Meet the new psychologist for PhDs: Annelies Aquarius
Many PhD candidates struggle with the pressures and expectations that come with writing a dissertation. For those who are feeling overwhelmed, it can be helpful to receive psychological support. Since this month, PhDs at Tilburg University have their own psychologist to turn to: Annelies Aquarius.
Annelies Aquarius has already held her first sessions as the university’s newly appointed PhD psychologist. Having written a dissertation on medical psychology in 2005, she knows from first-hand experience which problems PhD candidates may run into.
The need for psychological support is high among PhD candidates, as a number of recent surveys have clearly shown. Many doctoral candidates struggle with depression, burnout and insomnia. Some universities decided to appoint a psychologist specifically for PhDs. Tilburg University initially didn’t see the need for a PhD psychologist, but later changed its opinion.
And so for the next two years, TiU student psychologist Annelies Aquarius will dedicate one day a week to providing psychological support for PhD candidates. Univers had a chat with her.
Why do PhD candidates need their own psychologist?
“Doing a PhD is a unique experience, which demands a lot from a person intellectually. PhDs are often young academics at the start of their careers, who are under a lot of (time) pressure. In those circumstances, psychological problems may develop more easily.
In addition, PhD candidates must navigate a particularly complex position within the academic world. They are expected to be highly independent and self-motivated, but at the same time they have a dependent position in relation to their supervisors and their co-authors, for example. That can lead to tensions.
That’s why I think it’s a good thing that Tilburg University is now offering short-term and easily accessible psychological support to its PhD candidates. It gives them the ability to (preventively) look for ways to deal with those tensions early on.”
Are there any identifiable causes that have led to an increased pressure on PhD candidates in recent years?
“That’s a complex question. I think pressure has increased on regular bachelor’s and master’s students as well as PhD candidates. On a national level, what we as university psychologists are currently seeing is a very high level of perfectionism and an increased fear of making mistakes, often combined with financial stress or the pressure of having to complete a trajectory within a certain time.
These pressures may have a negative or even counterproductive effect on creative processes, such as writing a dissertation.”
With which problems can PhD candidates come to you?
“They might be experiencing concentration or motivational problems, stress symptoms, fear of failure or procrastination behavior. But they may also seek help for more general psychological complaints, such as anxiety or mood issues.
Whenever someone applies for psychological support, there’s always an intake session during which we explore that person’s individual needs and we discuss which form of support fits those needs.”
In which ways do you offer support as a psychologist?
“Through conversations, I help PhD candidates gain a deeper insight and more clarity about the complaints they are experiencing. In addition, I give them tools that they can use themselves to address their issues. In doing so, I mostly use scientifically proven conversation-based interventions, such as cognitive (behavioral) therapy.”
Is one day a week enough to support everyone?
“Good question.

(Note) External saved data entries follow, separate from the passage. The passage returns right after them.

//! Client-side session context.
//!
//! A [`UserSession`] owns the signed-in user and mirrors it into a
//! [`SessionStorage`] so it survives restarts. It is created explicitly
//! with [`UserSession::init`] when the application starts and handed to
//! whatever needs it; [`UserSession::close`] ends its lifetime.

use std::collections::{BTreeMap, HashMap};
use std::path::{Path, PathBuf};
use std::sync::{Arc, Mutex, RwLock};

use serde::{Deserialize, Serialize};
use thiserror::Error;
use tracing::{debug, warn};

use crate::token::{decode_hint, is_expired};

/// Storage key holding the JSON-encoded [`User`].
pub const USER_KEY: &str = "user";

/// Storage key holding the raw bearer token.
pub const TOKEN_KEY: &str = "authToken";

#[derive(Error, Debug)]
pub enum SessionError {
    #[error("storage error: {0}")]
    Storage(String),

    #[error("serialization error: {0}")]
    Serialization(String),

    #[error("invalid token: {0}")]
    InvalidToken(String),
}

/// The signed-in operator as shown in the UI.
#[derive(Debug, Clone, PartialEq, Eq, Serialize, Deserialize)]
pub struct User {
    pub name: String,
    pub role: String,
}

/// Persistent string key-value storage backing a session.
pub trait SessionStorage: Send + Sync {
    fn get(&self, key: &str) -> Result<Option<String>, SessionError>;

    fn set(&self, key: &str, value: &str) -> Result<(), SessionError>;

    fn remove(&self, key: &str) -> Result<(), SessionError>;

    /// Push buffered writes to the backing medium.
    fn flush(&self) -> Result<(), SessionError> {
        Ok(())
    }
}

// ── MemoryStorage ───────────────────────────────────────────────────

/// Process-local storage. Nothing survives a restart.
#[derive(Default)]
pub struct MemoryStorage {
    entries: RwLock<HashMap<String, String>>,
}

impl MemoryStorage {
    pub fn new() -> Self {
        Self::default()
    }
}

fn poisoned<T>(_: T) -> SessionError {
    SessionError::Storage("lock poisoned".into())
}

impl SessionStorage for MemoryStorage {
    fn get(&self, key: &str) -> Result<Option<String>, SessionError> {
        Ok(self.entries.read().map_err(poisoned)?.get(key).cloned())
    }

    fn set(&self, key: &str, value: &str) -> Result<(), SessionError> {
        self.entries
            .write()
            .map_err(poisoned)?
            .insert(key.to_string(), value.to_string());
        Ok(())
    }

    fn remove(&self, key: &str) -> Result<(), SessionError> {
        self.entries.write().map_err(poisoned)?.remove(key);
        Ok(())
    }
}

// ── FileStorage ─────────────────────────────────────────────────────

/// A JSON object on disk, rewritten on every mutation.
pub struct FileStorage {
    path: PathBuf,
    entries: Mutex<BTreeMap<String, String>>,
}

impl FileStorage {
    /// Open (or lazily create) the storage file at `path`.
    pub fn open(path: impl Into<PathBuf>) -> Result<Self, SessionError> {
        let path = path.into();
        let entries = if path.exists() {
            let content = std::fs::read_to_string(&path)
                .map_err(|e| SessionError::Storage(format!("read {}: {}", path.display(), e)))?;
            serde_json::from_str(&content)
                .map_err(|e| SessionError::Serialization(format!("{}: {}", path.display(), e)))?
        } else {
            BTreeMap::new()
        };
        Ok(Self {
            path,
            entries: Mutex::new(entries),
        })
    }

    /// Default session file: ~/.netblocker/session.json.
    pub fn default_path() -> PathBuf {
        let home = std::env::var("HOME")
            .or_else(|_| std::env::var("USERPROFILE"))
            .unwrap_or_else(|_| ".".to_string());
        PathBuf::from(home).join(".netblocker").join("session.json")
    }

    pub fn path(&self) -> &Path {
        &self.path
    }

    fn persist(&self, entries: &BTreeMap<String, String>) -> Result<(), SessionError> {
        if let Some(parent) = self.path.parent() {
            std::fs::create_dir_all(parent)
                .map_err(|e| SessionError::Storage(format!("mkdir {}: {}", parent.display(), e)))?;
        }
        let content = serde_json::to_string_pretty(entries)
            .map_err(|e| SessionError::Serialization(e.to_string()))?;
        std::fs::write(&self.path, content)
            .map_err(|e| SessionError::Storage(format!("write {}: {}", self.path.display(), e)))
    }
}

impl SessionStorage for FileStorage {
    fn get(&self, key: &str) -> Result<Option<String>, SessionError> {
        Ok(self.entries.lock().map_err(poisoned)?.get(key).cloned())
    }

    fn set(&self, key: &str, value: &str) -> Result<(), SessionError> {
        let mut entries = self.entries.lock().map_err(poisoned)?;
        entries.insert(key.to_string(), value.to_string());
        self.persist(&entries)
    }

    fn remove(&self, key: &str) -> Result<(), SessionError> {
        let mut entries = self.entries.lock().map_err(poisoned)?;
        if entries.remove(key).is_some() {
            self.persist(&entries)?;
        }
        Ok(())
    }

    fn flush(&self) -> Result<(), SessionError> {
        let entries = self.entries.lock().map_err(poisoned)?;
        self.persist(&entries)
    }
}

// ── UserSession ─────────────────────────────────────────────────────

/// Session state for one client, backed by persistent storage.
pub struct UserSession {
    storage: Arc<dyn SessionStorage>,
    user: Option<User>,
}

impl UserSession {
    /// Restore the session from `storage`.
    ///
    /// A cached user is kept only while the stored token is present and
    /// unexpired; otherwise both keys are cleared.
    pub fn init(storage: Arc<dyn SessionStorage>) -> Result<Self, SessionError> {
        let user = match storage.get(USER_KEY)? {
            Some(saved) => match serde_json::from_str::<User>(&saved) {
                Ok(user) => Some(user),
                Err(e) => {
                    warn!("ignoring unreadable cached user: {}", e);
                    None
                }
            },
            None => None,
        };

        let mut session = Self { storage, user };
        let token = session.storage.get(TOKEN_KEY)?;
        if token.as_deref().is_none_or(is_expired) {
            debug!("session token missing or expired, clearing cached state");
            session.logout()?;
        }
        Ok(session)
    }

    pub fn user(&self) -> Option<&User> {
        self.user.as_ref()
    }

    /// The stored token, if it is still usable.
    pub fn token(&self) -> Result<Option<String>, SessionError> {
        Ok(self.storage.get(TOKEN_KEY)?.filter(|t| !is_expired(t)))
    }

    /// Replace the current user. `None` only clears the in-memory copy.
    pub fn set(&mut self, user: Option<User>) -> Result<(), SessionError> {
        if let Some(user) = &user {
            let json = serde_json::to_string(user)
                .map_err(|e| SessionError::Serialization(e.to_string()))?;
            self.storage.set(USER_KEY, &json)?;
        }
        self.user = user;
        Ok(())
    }

    /// Adopt `token`: store it and derive the displayed user from its payload.
    pub fn login(&mut self, token: &str) -> Result<User, SessionError> {
        let hint = decode_hint(token)
            .ok_or_else(|| SessionError::InvalidToken("payload is not readable".into()))?;
        if hint.is_expired_at(chrono::Utc::now().timestamp()) {
            return Err(SessionError::InvalidToken("token has expired".into()));
        }
        let user = hint.user();
        self.storage.set(TOKEN_KEY, token)?;
        self.set(Some(user.clone()))?;
        Ok(user)
    }

    /// Forget the user and the token.
    pub fn logout(&mut self) -> Result<(), SessionError> {
        self.user = None;
        self.storage.remove(USER_KEY)?;
        self.storage.remove(TOKEN_KEY)?;
        Ok(())
    }

    /// End the session's lifetime, flushing storage.
    pub fn close(self) -> Result<(), SessionError> {
        self.storage.flush()
    }
}
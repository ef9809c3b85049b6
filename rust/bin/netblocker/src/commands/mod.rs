pub mod policy;
pub mod session;
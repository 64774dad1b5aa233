use serde::{Deserialize, Serialize};
use tracing::{debug, info};

use crate::error::SessionError;
use crate::schemas::{generate_id, HostPaymentMethod, Item, Person, PersonId, Session};

type Result<T> = std::result::Result<T, SessionError>;

#[derive(Clone, Debug, PartialEq, Deserialize, Serialize)]
#[serde(rename_all = "camelCase")]
pub struct ItemInput {
    pub name: String,
    pub price: f64,
    pub participants: Vec<PersonId>,
    #[serde(default)]
    pub paid_by: Option<PersonId>,
}

/// Everything a person deletion touched.
#[derive(Clone, Debug, PartialEq, Serialize)]
#[serde(rename_all = "camelCase")]
pub struct PersonRemoval {
    pub person: Person,
    pub removed_items: Vec<Item>,
    pub host_cleared: bool,
}

fn clean_name(name: &str) -> Result<String> {
    let name = name.trim();
    if name.is_empty() {
        return Err(SessionError::EmptyName);
    }
    Ok(name.to_string())
}

impl Session {
    fn require_person(&self, id: &str) -> Result<()> {
        match self.person(id) {
            Some(_) => Ok(()),
            None => Err(SessionError::PersonNotFound(id.to_string())),
        }
    }

    /// Validates an item form and returns `(name, participants)` ready to store.
    fn validate_item(&self, input: &ItemInput) -> Result<(String, Vec<PersonId>)> {
        let name = clean_name(&input.name)?;
        if !input.price.is_finite() || input.price < 0.0 {
            return Err(SessionError::InvalidPrice(input.price));
        }
        let mut participants: Vec<PersonId> = Vec::with_capacity(input.participants.len());
        for id in &input.participants {
            self.require_person(id)?;
            if !participants.contains(id) {
                participants.push(id.clone());
            }
        }
        if participants.is_empty() {
            return Err(SessionError::NoParticipants);
        }
        if let Some(payer) = &input.paid_by {
            self.require_person(payer)?;
        }
        Ok((name, participants))
    }

    pub fn add_person(&mut self, name: &str) -> Result<Person> {
        let person = Person {
            id: generate_id(),
            name: clean_name(name)?,
        };
        self.people.push(person.clone());
        self.first_time = false;
        info!(person_id = %person.id, "person added");
        Ok(person)
    }

    pub fn rename_person(&mut self, id: &str, name: &str) -> Result<Person> {
        let name = clean_name(name)?;
        let person = self
            .people
            .iter_mut()
            .find(|p| p.id == id)
            .ok_or_else(|| SessionError::PersonNotFound(id.to_string()))?;
        person.name = name;
        Ok(person.clone())
    }

    /// Removes a person together with every reference to them: participant
    /// slots, items left without participants, the host pointer and any
    /// `paid_by` on the surviving items.
    pub fn delete_person(&mut self, id: &str) -> Result<PersonRemoval> {
        let index = self
            .people
            .iter()
            .position(|p| p.id == id)
            .ok_or_else(|| SessionError::PersonNotFound(id.to_string()))?;
        let person = self.people.remove(index);

        let mut removed_items = Vec::new();
        let mut kept = Vec::with_capacity(self.items.len());
        for mut item in self.items.drain(..) {
            item.participants.retain(|pid| pid != id);
            if item.participants.is_empty() {
                removed_items.push(item);
                continue;
            }
            if item.paid_by.as_deref() == Some(id) {
                item.paid_by = None;
            }
            kept.push(item);
        }
        self.items = kept;

        let host_cleared = self.host_id.as_deref() == Some(id);
        if host_cleared {
            self.host_id = None;
        }

        info!(
            person_id = %person.id,
            removed_items = removed_items.len(),
            host_cleared,
            "person deleted"
        );
        Ok(PersonRemoval {
            person,
            removed_items,
            host_cleared,
        })
    }

    pub fn add_item(&mut self, input: &ItemInput) -> Result<Item> {
        let (name, participants) = self.validate_item(input)?;
        let item = Item {
            id: generate_id(),
            name,
            price: input.price,
            participants,
            paid_by: input.paid_by.clone(),
        };
        self.items.push(item.clone());
        info!(item_id = %item.id, price = item.price, "item added");
        Ok(item)
    }

    /// Replaces every field of an item except its id.
    pub fn edit_item(&mut self, id: &str, input: &ItemInput) -> Result<Item> {
        let (name, participants) = self.validate_item(input)?;
        let item = self
            .items
            .iter_mut()
            .find(|item| item.id == id)
            .ok_or_else(|| SessionError::ItemNotFound(id.to_string()))?;
        item.name = name;
        item.price = input.price;
        item.participants = participants;
        item.paid_by = input.paid_by.clone();
        debug!(item_id = %item.id, "item edited");
        Ok(item.clone())
    }

    pub fn delete_item(&mut self, id: &str) -> Result<Item> {
        let index = self
            .items
            .iter()
            .position(|item| item.id == id)
            .ok_or_else(|| SessionError::ItemNotFound(id.to_string()))?;
        Ok(self.items.remove(index))
    }

    pub fn set_host(&mut self, id: Option<&str>) -> Result<()> {
        if let Some(id) = id {
            self.require_person(id)?;
        }
        self.host_id = id.map(str::to_string);
        Ok(())
    }

    pub fn set_payment_method(&mut self, method: HostPaymentMethod) {
        self.host_payment_method = method;
    }

    pub fn complete_onboarding(&mut self) {
        self.first_time = false;
    }

    pub fn clear_items(&mut self) {
        self.items.clear();
    }

    pub fn clear_people(&mut self) {
        self.people.clear();
        self.items.clear();
        self.host_id = None;
    }

    /// Resets everything except the onboarding flag.
    pub fn clear_all(&mut self) {
        self.clear_people();
        self.host_payment_method = HostPaymentMethod::default();
        info!("session cleared");
    }
}
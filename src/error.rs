use thiserror::Error;

use crate::schemas::{ItemId, PersonId};

/// Rejected add/edit/delete input. The session is left untouched.
#[derive(Debug, Error, PartialEq)]
pub enum SessionError {
    #[error("name must not be empty")]
    EmptyName,
    #[error("price must be a non-negative number, got {0}")]
    InvalidPrice(f64),
    #[error("an item needs at least one participant")]
    NoParticipants,
    #[error("no person with id {0}")]
    PersonNotFound(PersonId),
    #[error("no item with id {0}")]
    ItemNotFound(ItemId),
}

#[derive(Debug, Error)]
pub enum StorageError {
    #[error("storage io error: {0}")]
    Io(#[from] std::io::Error),
    #[error("corrupt value under key {key}: {source}")]
    Corrupt {
        key: String,
        source: serde_json::Error,
    },
    #[error("could not encode value: {0}")]
    Encode(#[from] serde_json::Error),
}

#[derive(Debug, Error)]
pub enum ConfigError {
    #[error("{name} is not a valid port: {value}")]
    InvalidPort { name: &'static str, value: String },
}

#[derive(Debug, Error)]
pub enum AppError {
    #[error(transparent)]
    Session(#[from] SessionError),
    #[error(transparent)]
    Storage(#[from] StorageError),
    #[error("background task failed: {0}")]
    Blocking(#[from] actix_web::error::BlockingError),
}
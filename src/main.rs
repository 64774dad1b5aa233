use actix_cors::Cors;
use actix_web::{middleware::Logger, web, App, HttpServer};
use tracing::{error, info};
use tracing_subscriber::EnvFilter;

mod config;
mod error;
mod routes;
mod schemas;
mod session;
mod settlement;
mod state;
mod storage;
mod summary;

use config::{AppConfig, DataLocation};
use state::AppState;
use storage::{FileStore, KeyValueStore, MemoryStore};

fn init_logging() {
    tracing_subscriber::fmt()
        .with_env_filter(
            EnvFilter::try_from_default_env()
                .unwrap_or_else(|_| EnvFilter::new("oneanddone=info,actix_web=info")),
        )
        .init();
}

fn cors(allowed_origin: Option<&str>) -> Cors {
    match allowed_origin {
        Some(origin) => Cors::default()
            .allowed_origin(origin)
            .allow_any_method()
            .allow_any_header(),
        None => Cors::permissive(),
    }
}

#[actix_web::main]
async fn main() -> std::io::Result<()> {
    init_logging();

    let config = match AppConfig::from_env() {
        Ok(config) => config,
        Err(err) => {
            error!(error = %err, "invalid configuration");
            std::process::exit(1);
        }
    };

    let store: Box<dyn KeyValueStore> = match &config.data {
        DataLocation::Memory => {
            info!("keeping session data in memory only");
            Box::new(MemoryStore::new())
        }
        DataLocation::File(path) => {
            let store = FileStore::new(path);
            info!(path = %store.path().display(), "using session file");
            Box::new(store)
        }
    };
    let state = match AppState::load(store) {
        Ok(state) => web::Data::new(state),
        Err(err) => {
            error!(error = %err, "failed to load stored session");
            std::process::exit(1);
        }
    };

    info!(host = %config.host, port = config.port, "starting One&Done server");
    let allowed_origin = config.allowed_origin.clone();
    HttpServer::new(move || {
        App::new()
            .wrap(Logger::default())
            .wrap(cors(allowed_origin.as_deref()))
            .app_data(state.clone())
            .configure(routes::configure)
    })
    .bind((config.host.as_str(), config.port))?
    .run()
    .await
}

In the next two years that this pilot project will run, we’re starting out with one day a week. Applications for support are already coming in, and the first sessions have already taken place. In the time to come, we will have to carefully evaluate whether one day a week suffices or not.”
Is there anything PhDs can do themselves when they run into problems?
“That obviously depends strongly on your specific complaints. Especially in these times of restrictions due to Covid-19, it’s not always easy to take action on your own.
Generally speaking, it’s important to maintain a daily routine that allows you to have a good night’s rest, a healthy diet and – especially – regular moments of relaxation.
A PhD trajectory is an extremely intense experience, and often it’s difficult to let go of. But by taking some distance from your work every now and then – by exercising, listening to music, talking to others or spending time on your hobby, for example – you can create the mental space needed to generate new ideas or insights.”
What do you enjoy about your job as a psychologist?
“It’s important to me to find meaning in my job. I do that by offering guidance to others as they tackle the issues they are struggling with. Working with students and PhDs is especially challenging, because they often set very high standards for themselves and for their work.”
You obtained a PhD degree in the field of medical psychology in 2005. How did you experience your own time as a doctoral candidate?
“I experienced those years as very special, but also very intense. It constantly occupies your mind. It felt like an enormous milestone when I was finally able to hand in my manuscript after four years.
Visiting international conferences, endlessly writing and re-writing, and seeing hundreds of patients – those experiences all taught me a lot about life. And it was nice to have supportive colleagues. That helped me a lot.
One of my PhD supervisors, Johan Denollet, sadly passed away recently at a relatively young age. His death made me think back a lot to my time as a doctoral candidate. It made me realize again how special and formative those years were for me.”